Avec toutes les précautions et circonspection, dont les raisons ont été précitées, le continent sud-américain, dans la première décennie du XXIème siècle produit annuellement plus de 300.400.000 tonnes. En ce qui concerne le gaz, les quantités attendues durant la même période s’établissent 182.300 millions de mètres cubes.

Le producteur le plus fort en brut est le Vénézuéla, en gaz le Brésil.

L’Amérique du Sud, globalement, est exportatrice d’hydrocarbures et là se trouve l’essentiel des ressources du continent pris dans son ensemble comme pays par pays. L’autre ressource est la drogue dont la Colombie fournit un bon exemple, mais peu avouable, ou la viande dont l’Argentine présente également un bon exemple. La ressource principale est cependant représentée par les hydrocarbures détenus par peu de pays.

 

  • Venezuela

Avec une production annuelle de 3,1 millions de barils en 2005, qu’il espère porter à 5 millions en 2009, le Vénézuéla est le 5ème exportateur de pétrole dans le monde et assure 15 % des importations des Etats-Unis en leur vendant 75 % de ses exportations. La moitié des recettes de l’Etat provient des taxes et royalties relevant des hydrocarbures. La production de gaz n’est pas négligeable, 32 millions de m3, mais secondaire. Le pétrole, très souvent du brut non conventionnel, issu de schistes bitumineux ou de bitumes, exige des frais d’extraction très élevés.

 

  • Brésil

La production significative du brut brésilien est récente, mais de plus, elle est en chute. Elle est passée de 920.000 barils quotidiens en 1997 pour chuter à 720.000 en 2005. En revanche, la production de gaz est intéressante. Le Brésil s’est lancé de façon très forte dans une production de substitut, en l’occurrence du biocarburant, l’éthanol. Pays émergeant, le Brésil a un besoin pressant d’énergie.

  • La Colombie

Troisième pays producteur, la Colombie a une production en baisse dans des proportions alarmantes. Elle est inférieure à 500.000 barils quotidiens. Un potentiel subsiste, peut-être, mais il est enfermé dans des zones contrôlées par la guérilla et donc inaccessible.

  • Les autres pays

Que ce soient l’Equateur, le Pérou, la Bolivie, le Chili et les autres, les pays sud-américains, sans être totalement dépourvus de pétrole, sont de petits producteurs. En revanche, le gaz offre de larges perspectives, notamment en Bolivie qui produisait en 2001, 37.300 millions de m3 pour doubler sa production en 2004. Trinité et Tobago recèle aussi d’importants gisements de gaz.

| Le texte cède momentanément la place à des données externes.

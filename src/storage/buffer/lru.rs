//! Least-recently-used replacement policy.

use super::replacer::{FrameId, Replacer};
use parking_lot::Mutex;
use std::collections::{HashMap, VecDeque};

#[derive(Debug, Default)]
struct LruState {
    /// Eviction candidates, least recently used at the front.
    queue: VecDeque<FrameId>,
    /// Position of each tracked frame in the queue.
    positions: HashMap<FrameId, usize>,
}

impl LruState {
    fn remove(&mut self, frame_id: FrameId) {
        if let Some(idx) = self.positions.remove(&frame_id) {
            self.queue.remove(idx);
            self.reindex(idx);
        }
    }

    fn reindex(&mut self, from: usize) {
        for (idx, &frame_id) in self.queue.iter().enumerate().skip(from) {
            self.positions.insert(frame_id, idx);
        }
    }
}

/// Tracks unpinned frames and evicts the one unpinned longest ago.
#[derive(Debug, Default)]
pub struct LruReplacer {
    state: Mutex<LruState>,
}

impl LruReplacer {
    pub fn new() -> Self {
        Self::default()
    }
}

impl Replacer for LruReplacer {
    fn pin(&self, frame_id: FrameId) {
        self.state.lock().remove(frame_id);
    }

    fn unpin(&self, frame_id: FrameId) {
        let mut state = self.state.lock();
        // Refresh: an already-tracked frame moves to the MRU end instead
        // of appearing twice.
        state.remove(frame_id);
        state.queue.push_back(frame_id);
        let idx = state.queue.len() - 1;
        state.positions.insert(frame_id, idx);
    }

    fn victim(&self) -> Option<FrameId> {
        let mut state = self.state.lock();
        let frame_id = state.queue.pop_front()?;
        state.positions.remove(&frame_id);
        state.reindex(0);
        Some(frame_id)
    }

    fn size(&self) -> usize {
        self.state.lock().queue.len()
    }
}
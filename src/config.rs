use std::path::{Path, PathBuf};

use figment::{
    providers::{Env, Format, Serialized, Toml},
    Figment,
};
use referral_core::RetryPolicy;
use serde::{Deserialize, Serialize};

pub const ENV_PREFIX: &str = "REFERRAL_";

/// Settings for the `referral` binary.
#[derive(Debug, Clone, Serialize, Deserialize, PartialEq, Eq)]
pub struct Config {
    /// Ledger file location.
    pub store: PathBuf,
    /// How long to wait for another process to release the ledger file.
    pub lock_timeout_ms: u64,
    /// Retry policy applied to referral triggers.
    pub retry: RetryPolicy,
}

impl Default for Config {
    fn default() -> Self {
        Self {
            store: PathBuf::from("referrals.json"),
            lock_timeout_ms: 2_000,
            retry: RetryPolicy::default(),
        }
    }
}

impl Config {
    /// Defaults, then the TOML file (if present), then `REFERRAL_*` env vars.
    pub fn figment(path: &Path) -> Figment {
        Figment::from(Serialized::defaults(Config::default()))
            .merge(Toml::file(path))
            .merge(Env::prefixed(ENV_PREFIX).split("__"))
    }

    pub fn load(path: &Path, store_override: Option<PathBuf>) -> eyre::Result<Self> {
        let mut config: Config = Self::figment(path).extract()?;
        if let Some(store) = store_override {
            config.store = store;
        }
        tracing::debug!(?config, "configuration loaded");
        Ok(config)
    }
}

  • La prospective en matière de production des hydrocarbures

En dehors du Vénézuéla surtout et du Brésil, la production pétrolière sud-américaine est sur le déclin. Les deux pays, que ce soit en site terrestre ou offshore, concentrent la production et les réserves. Ils seront parmi les derniers dans le monde à accuser un épuisement de la ressource, bien après les autres pays sud-américains et nord-américains.

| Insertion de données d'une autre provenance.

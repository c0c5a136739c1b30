//! Persistence seam used by the reward ledger operation.
//!
//! Reads hand out rows together with their version. Writes are collected into
//! a [`WriteBatch`] in which every row carries the version it was derived
//! from; a store must apply the batch all-or-nothing and only if every one of
//! those versions is still current, otherwise it returns
//! [`ReferralError::TransientConflict`] and leaves every row untouched.

use std::collections::BTreeSet;

use crate::{
    error::ReferralError,
    event::LedgerEvent,
    model::{Account, AccountId, ReferralCode, Versioned},
};

pub trait LedgerStore: Send + Sync {
    fn account(&self, id: AccountId) -> Result<Option<Versioned<Account>>, ReferralError>;

    fn referral_code(&self, code: &str) -> Result<Option<Versioned<ReferralCode>>, ReferralError>;

    /// Apply `batch` atomically. Returns the ledger height it committed at.
    fn commit(&self, batch: WriteBatch) -> Result<u64, ReferralError>;
}

impl<S: LedgerStore + ?Sized> LedgerStore for &S {
    fn account(&self, id: AccountId) -> Result<Option<Versioned<Account>>, ReferralError> {
        (**self).account(id)
    }

    fn referral_code(&self, code: &str) -> Result<Option<Versioned<ReferralCode>>, ReferralError> {
        (**self).referral_code(code)
    }

    fn commit(&self, batch: WriteBatch) -> Result<u64, ReferralError> {
        (**self).commit(batch)
    }
}

impl<S: LedgerStore + ?Sized> LedgerStore for std::sync::Arc<S> {
    fn account(&self, id: AccountId) -> Result<Option<Versioned<Account>>, ReferralError> {
        (**self).account(id)
    }

    fn referral_code(&self, code: &str) -> Result<Option<Versioned<ReferralCode>>, ReferralError> {
        (**self).referral_code(code)
    }

    fn commit(&self, batch: WriteBatch) -> Result<u64, ReferralError> {
        (**self).commit(batch)
    }
}

/// New contents for a row, conditional on the row still being at `expected_version`.
#[derive(Clone, Debug, PartialEq, Eq)]
pub struct RowWrite<T> {
    pub expected_version: u64,
    pub row: T,
}

#[derive(Clone, Debug, Default, PartialEq, Eq)]
pub struct WriteBatch {
    pub accounts: Vec<RowWrite<Account>>,
    pub referral_codes: Vec<RowWrite<ReferralCode>>,
    pub events: Vec<LedgerEvent>,
}

impl WriteBatch {
    pub fn new() -> Self {
        Self::default()
    }

    pub fn account(mut self, expected_version: u64, row: Account) -> Self {
        self.accounts.push(RowWrite {
            expected_version,
            row,
        });
        self
    }

    pub fn referral_code(mut self, expected_version: u64, row: ReferralCode) -> Self {
        self.referral_codes.push(RowWrite {
            expected_version,
            row,
        });
        self
    }

    pub fn event(mut self, event: LedgerEvent) -> Self {
        self.events.push(event);
        self
    }

    /// A row may appear at most once per batch.
    pub fn check_unique(&self) -> Result<(), ReferralError> {
        let mut accounts = BTreeSet::new();
        if let Some(dup) = self.accounts.iter().find(|w| !accounts.insert(w.row.id)) {
            return Err(ReferralError::invalid(
                "batch",
                format!("account {} written twice", dup.row.id),
            ));
        }
        let mut codes = BTreeSet::new();
        if let Some(dup) = self
            .referral_codes
            .iter()
            .find(|w| !codes.insert(w.row.code.as_str()))
        {
            return Err(ReferralError::invalid(
                "batch",
                format!("referral code {} written twice", dup.row.code),
            ));
        }
        Ok(())
    }
}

Voilà pourquoi l’Amérique du Sud est l’objet d’un souci constant à Washington, notamment le Vénézuéla et le Brésil, en dehors d’un contexte géopolitique et géostratégique plus général.

  • L’organisation de la production

Comme tous les pays, à l’exception des Occidentaux et notamment des Américains, mais à l’exemple des Russes, les Sud-Américains ont développé un système de société de production, extraction raffinage et essai d’acheminement, à capitaux étatiques, établissant un schéma vertical jusqu’à la pompe à essence du consommateur. Les capitaux sont totalement étatiques, cas de Petroleos de Venezuela, Société Anonyme dont la totalité des actions est détenue par l’Etat, PdVSA, ou partiellement cas de Petroleos de Brasil, Petrobras.

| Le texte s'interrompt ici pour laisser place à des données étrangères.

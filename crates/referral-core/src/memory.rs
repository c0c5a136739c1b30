use std::{
    collections::BTreeMap,
    sync::{RwLock, RwLockReadGuard, RwLockWriteGuard},
    time::{SystemTime, UNIX_EPOCH},
};

use tracing::debug;

use crate::{
    error::ReferralError,
    event::EventRecord,
    model::{Account, AccountForm, AccountId, PasswordDigest, ReferralCode, Versioned},
    snapshot::{LedgerSnapshot, SnapshotMetadata},
    store::{LedgerStore, WriteBatch},
};

const MAX_TOKEN_ATTEMPTS: usize = 16;

#[derive(Debug, Default)]
struct Tables {
    height: u64,
    next_account_id: AccountId,
    accounts: BTreeMap<AccountId, Versioned<Account>>,
    referral_codes: BTreeMap<String, Versioned<ReferralCode>>,
    events: Vec<EventRecord>,
}

/// In-process store. All rows live behind one lock, so a commit's version
/// check and apply happen in a single exclusive section.
#[derive(Debug, Default)]
pub struct MemoryStore {
    tables: RwLock<Tables>,
}

impl MemoryStore {
    pub fn new() -> Self {
        Self::default()
    }

    /// Rebuild a store from a snapshot after checking its state root and
    /// that no account id or code appears twice.
    pub fn from_snapshot(snapshot: LedgerSnapshot) -> Result<Self, ReferralError> {
        snapshot.verify()?;
        let next_account_id = snapshot
            .accounts
            .iter()
            .map(|a| a.row.id + 1)
            .max()
            .unwrap_or(1)
            .max(snapshot.meta.next_account_id);
        let mut accounts = BTreeMap::new();
        for account in snapshot.accounts {
            let id = account.row.id;
            if accounts.insert(id, account).is_some() {
                return Err(ReferralError::Integrity(format!("duplicate account {id}")));
            }
        }
        let mut referral_codes = BTreeMap::new();
        for code in snapshot.referral_codes {
            let key = code.row.code.clone();
            if let Some(previous) = referral_codes.insert(key, code) {
                return Err(ReferralError::Integrity(format!(
                    "duplicate referral code {}",
                    previous.row.code
                )));
            }
        }
        let tables = Tables {
            height: snapshot.meta.height,
            next_account_id,
            accounts,
            referral_codes,
            events: snapshot.events,
        };
        Ok(Self {
            tables: RwLock::new(tables),
        })
    }

    pub fn snapshot(&self) -> Result<LedgerSnapshot, ReferralError> {
        let tables = self.read()?;
        Ok(LedgerSnapshot::new(
            SnapshotMetadata {
                height: tables.height,
                next_account_id: tables.next_account_id,
            },
            tables.accounts.values().cloned().collect(),
            tables.referral_codes.values().cloned().collect(),
            tables.events.clone(),
        ))
    }

    pub fn height(&self) -> Result<u64, ReferralError> {
        Ok(self.read()?.height)
    }

    pub fn accounts(&self) -> Result<Vec<Account>, ReferralError> {
        Ok(self
            .read()?
            .accounts
            .values()
            .map(|a| a.row.clone())
            .collect())
    }

    pub fn create_account(&self, form: &AccountForm) -> Result<Account, ReferralError> {
        form.validate()?;
        let mut tables = self.write()?;
        let id = tables.next_account_id.max(1);
        tables.next_account_id = id + 1;
        let account = Account {
            id,
            name: form.name.clone(),
            email: form.email.clone(),
            password_digest: PasswordDigest::new(&form.password),
            balance: form.balance.unwrap_or_default(),
            referred_by_id: None,
        };
        tables.accounts.insert(id, Versioned::new(account.clone()));
        tables.height += 1;
        debug!(account = id, "account created");
        Ok(account)
    }

    /// Replace the editable fields of an account. Bumps the row version so an
    /// in-flight trigger reading the old row fails its commit.
    pub fn update_account(&self, id: AccountId, form: &AccountForm) -> Result<Account, ReferralError> {
        form.validate()?;
        let mut tables = self.write()?;
        let stored = tables
            .accounts
            .get_mut(&id)
            .ok_or(ReferralError::AccountNotFound(id))?;
        stored.row.name = form.name.clone();
        stored.row.email = form.email.clone();
        stored.row.password_digest = PasswordDigest::new(&form.password);
        if let Some(balance) = form.balance {
            stored.row.balance = balance;
        }
        stored.version += 1;
        let account = stored.row.clone();
        tables.height += 1;
        debug!(account = id, "account updated");
        Ok(account)
    }

    /// Remove an account and every referral code it owns. Links from accounts
    /// it referred are left in place.
    pub fn delete_account(&self, id: AccountId) -> Result<Account, ReferralError> {
        let mut tables = self.write()?;
        let removed = tables
            .accounts
            .remove(&id)
            .ok_or(ReferralError::AccountNotFound(id))?;
        tables.referral_codes.retain(|_, c| c.row.owner_id != id);
        tables.height += 1;
        debug!(account = id, "account deleted");
        Ok(removed.row)
    }

    pub fn referral_codes_of(&self, owner: AccountId) -> Result<Vec<ReferralCode>, ReferralError> {
        let tables = self.read()?;
        if !tables.accounts.contains_key(&owner) {
            return Err(ReferralError::AccountNotFound(owner));
        }
        Ok(tables
            .referral_codes
            .values()
            .filter(|c| c.row.owner_id == owner)
            .map(|c| c.row.clone())
            .collect())
    }

    pub fn create_referral_code(&self, owner: AccountId) -> Result<ReferralCode, ReferralError> {
        let mut tables = self.write()?;
        if !tables.accounts.contains_key(&owner) {
            return Err(ReferralError::AccountNotFound(owner));
        }
        let token = (0..MAX_TOKEN_ATTEMPTS)
            .map(|_| ReferralCode::generate_token())
            .find(|token| !tables.referral_codes.contains_key(token))
            .ok_or_else(|| ReferralError::Storage("unable to allocate a unique referral code".into()))?;
        let code = ReferralCode::new(token.clone(), owner);
        tables
            .referral_codes
            .insert(token, Versioned::new(code.clone()));
        tables.height += 1;
        debug!(code = %code.code, owner, "referral code created");
        Ok(code)
    }

    pub fn delete_referral_code(&self, code: &str) -> Result<ReferralCode, ReferralError> {
        let mut tables = self.write()?;
        let removed = tables
            .referral_codes
            .remove(code)
            .ok_or_else(|| ReferralError::ReferralNotFound(code.to_owned()))?;
        tables.height += 1;
        debug!(code, "referral code deleted");
        Ok(removed.row)
    }

    pub fn events(&self) -> Result<Vec<EventRecord>, ReferralError> {
        Ok(self.read()?.events.clone())
    }

    fn read(&self) -> Result<RwLockReadGuard<'_, Tables>, ReferralError> {
        self.tables
            .read()
            .map_err(|_| ReferralError::Storage("ledger lock poisoned".into()))
    }

    fn write(&self) -> Result<RwLockWriteGuard<'_, Tables>, ReferralError> {
        self.tables
            .write()
            .map_err(|_| ReferralError::Storage("ledger lock poisoned".into()))
    }
}

impl LedgerStore for MemoryStore {
    fn account(&self, id: AccountId) -> Result<Option<Versioned<Account>>, ReferralError> {
        Ok(self.read()?.accounts.get(&id).cloned())
    }

    fn referral_code(&self, code: &str) -> Result<Option<Versioned<ReferralCode>>, ReferralError> {
        Ok(self.read()?.referral_codes.get(code).cloned())
    }

    fn commit(&self, batch: WriteBatch) -> Result<u64, ReferralError> {
        batch.check_unique()?;
        let mut tables = self.write()?;

        // Check every precondition before touching anything.
        for write in &batch.accounts {
            let current = tables.accounts.get(&write.row.id).map(|a| a.version);
            if current != Some(write.expected_version) {
                return Err(ReferralError::TransientConflict(format!(
                    "account {}",
                    write.row.id
                )));
            }
        }
        for write in &batch.referral_codes {
            let current = tables.referral_codes.get(&write.row.code).map(|c| c.version);
            if current != Some(write.expected_version) {
                return Err(ReferralError::TransientConflict(format!(
                    "referral code {}",
                    write.row.code
                )));
            }
        }

        for write in batch.accounts {
            tables.accounts.insert(
                write.row.id,
                Versioned {
                    version: write.expected_version + 1,
                    row: write.row,
                },
            );
        }
        for write in batch.referral_codes {
            tables.referral_codes.insert(
                write.row.code.clone(),
                Versioned {
                    version: write.expected_version + 1,
                    row: write.row,
                },
            );
        }

        tables.height += 1;
        let height = tables.height;
        let timestamp = unix_now();
        tables
            .events
            .extend(batch.events.into_iter().map(|event| EventRecord {
                height,
                timestamp,
                event,
            }));
        debug!(height, "write batch committed");
        Ok(height)
    }
}

fn unix_now() -> u64 {
    SystemTime::now()
        .duration_since(UNIX_EPOCH)
        .map(|d| d.as_secs())
        .unwrap_or_default()
}

#[cfg(test)]
mod tests {
    use super::*;

    fn form(name: &str) -> AccountForm {
        AccountForm {
            name: name.into(),
            email: format!("{name}@example.com"),
            password: "pw".into(),
            password_confirmation: "pw".into(),
            balance: None,
        }
    }

    #[test]
    fn stale_version_rejects_whole_batch() {
        let store = MemoryStore::new();
        let alice = store.create_account(&form("alice")).unwrap();
        let bob = store.create_account(&form("bob")).unwrap();
        let code = store.create_referral_code(alice.id).unwrap();

        let mut alice_row = store.account(alice.id).unwrap().unwrap();
        let mut bob_row = store.account(bob.id).unwrap().unwrap();
        let mut code_row = store.referral_code(&code.code).unwrap().unwrap();

        // Someone else edits bob first.
        store.update_account(bob.id, &form("robert")).unwrap();

        alice_row.row.balance = 99;
        bob_row.row.balance = 99;
        code_row.row.signup_count = 99;
        let err = store
            .commit(
                WriteBatch::new()
                    .account(alice_row.version, alice_row.row)
                    .account(bob_row.version, bob_row.row)
                    .referral_code(code_row.version, code_row.row),
            )
            .unwrap_err();
        assert_eq!(err, ReferralError::TransientConflict(format!("account {}", bob.id)));

        assert_eq!(store.account(alice.id).unwrap().unwrap().row.balance, 0);
        assert_eq!(store.account(bob.id).unwrap().unwrap().row.name, "robert");
        assert_eq!(
            store.referral_code(&code.code).unwrap().unwrap().row.signup_count,
            0
        );
        assert!(store.events().unwrap().is_empty());
    }

    #[test]
    fn commit_bumps_versions_and_height() {
        let store = MemoryStore::new();
        let alice = store.create_account(&form("alice")).unwrap();
        let before = store.height().unwrap();
        let row = store.account(alice.id).unwrap().unwrap();
        let height = store
            .commit(WriteBatch::new().account(row.version, row.row))
            .unwrap();
        assert_eq!(height, before + 1);
        assert_eq!(store.account(alice.id).unwrap().unwrap().version, row.version + 1);
    }

    #[test]
    fn duplicate_rows_in_batch_are_rejected() {
        let store = MemoryStore::new();
        let alice = store.create_account(&form("alice")).unwrap();
        let row = store.account(alice.id).unwrap().unwrap();
        let err = store
            .commit(
                WriteBatch::new()
                    .account(row.version, row.row.clone())
                    .account(row.version, row.row),
            )
            .unwrap_err();
        assert!(matches!(err, ReferralError::Invalid { field: "batch", .. }));
    }

    #[test]
    fn deleting_account_cascades_to_owned_codes() {
        let store = MemoryStore::new();
        let alice = store.create_account(&form("alice")).unwrap();
        let bob = store.create_account(&form("bob")).unwrap();
        let a1 = store.create_referral_code(alice.id).unwrap();
        let a2 = store.create_referral_code(alice.id).unwrap();
        let b1 = store.create_referral_code(bob.id).unwrap();
        assert_ne!(a1.code, a2.code);
        assert_eq!(store.referral_codes_of(alice.id).unwrap().len(), 2);

        store.delete_account(alice.id).unwrap();
        assert!(store.referral_code(&a1.code).unwrap().is_none());
        assert!(store.referral_code(&a2.code).unwrap().is_none());
        assert!(store.referral_code(&b1.code).unwrap().is_some());
        assert_eq!(
            store.referral_codes_of(alice.id),
            Err(ReferralError::AccountNotFound(alice.id))
        );
    }

    #[test]
    fn account_ids_are_not_reused() {
        let store = MemoryStore::new();
        let first = store.create_account(&form("first")).unwrap();
        store.delete_account(first.id).unwrap();
        let second = store.create_account(&form("second")).unwrap();
        assert!(second.id > first.id);
    }

    #[test]
    fn invalid_form_creates_nothing() {
        let store = MemoryStore::new();
        let mut bad = form("eve");
        bad.password_confirmation = "other".into();
        assert!(store.create_account(&bad).is_err());
        assert!(store.accounts().unwrap().is_empty());
    }

    #[test]
    fn snapshot_with_duplicate_rows_is_rejected() {
        let store = MemoryStore::new();
        let alice = store.create_account(&form("alice")).unwrap();
        store.create_referral_code(alice.id).unwrap();
        let clean = store.snapshot().unwrap();

        // Re-sealed, so the state root matches and only the key check can fail.
        let mut twin = clean.accounts[0].clone();
        twin.row.balance = 1_000;
        let mut accounts = clean.accounts.clone();
        accounts.push(twin);
        let doubled = LedgerSnapshot::new(
            clean.meta.clone(),
            accounts,
            clean.referral_codes.clone(),
            clean.events.clone(),
        );
        doubled.verify().unwrap();
        let err = MemoryStore::from_snapshot(doubled).unwrap_err();
        assert!(matches!(err, ReferralError::Integrity(_)));

        let mut codes = clean.referral_codes.clone();
        codes.push(clean.referral_codes[0].clone());
        let doubled = LedgerSnapshot::new(clean.meta.clone(), clean.accounts.clone(), codes, clean.events);
        let err = MemoryStore::from_snapshot(doubled).unwrap_err();
        assert!(matches!(err, ReferralError::Integrity(_)));
    }
}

Les majors occidentales sont très présentes comme Exxonmobil, Shell, BP. Total-Fina-Elf moins. Il y a coexistence de deux systèmes.

Les deux géants PdV SA et Petrobras coopèrent très activement. En 2005, à titre d’exemple, ils ont conclu cinq accords d’une valeur de 4,7 milliards de dollars à raison de 50 % chacun. Il s’agit de la construction de raffineries, le développement de champs de gaz naturel qui a donné lieu à un rejet des offres d’Exxon Mobil et de la Shell, l’évaluation d’un champ pétrolier, Carbobo, dans la région de l’Orénoque. Les deux accords ont trait à des champs de pétrole et de gaz au Vénézuéla.

Quoique de mauvaise qualité et d’un rendement faible, le brut vénézuélien est promis à un très bel avenir, compte tenu d’un baril flirtant avec les 70 dollars en 2005 et une prévision à 100 dollars en 2010, ainsi que de la perspective d’une amélioration des rendements d’extraction.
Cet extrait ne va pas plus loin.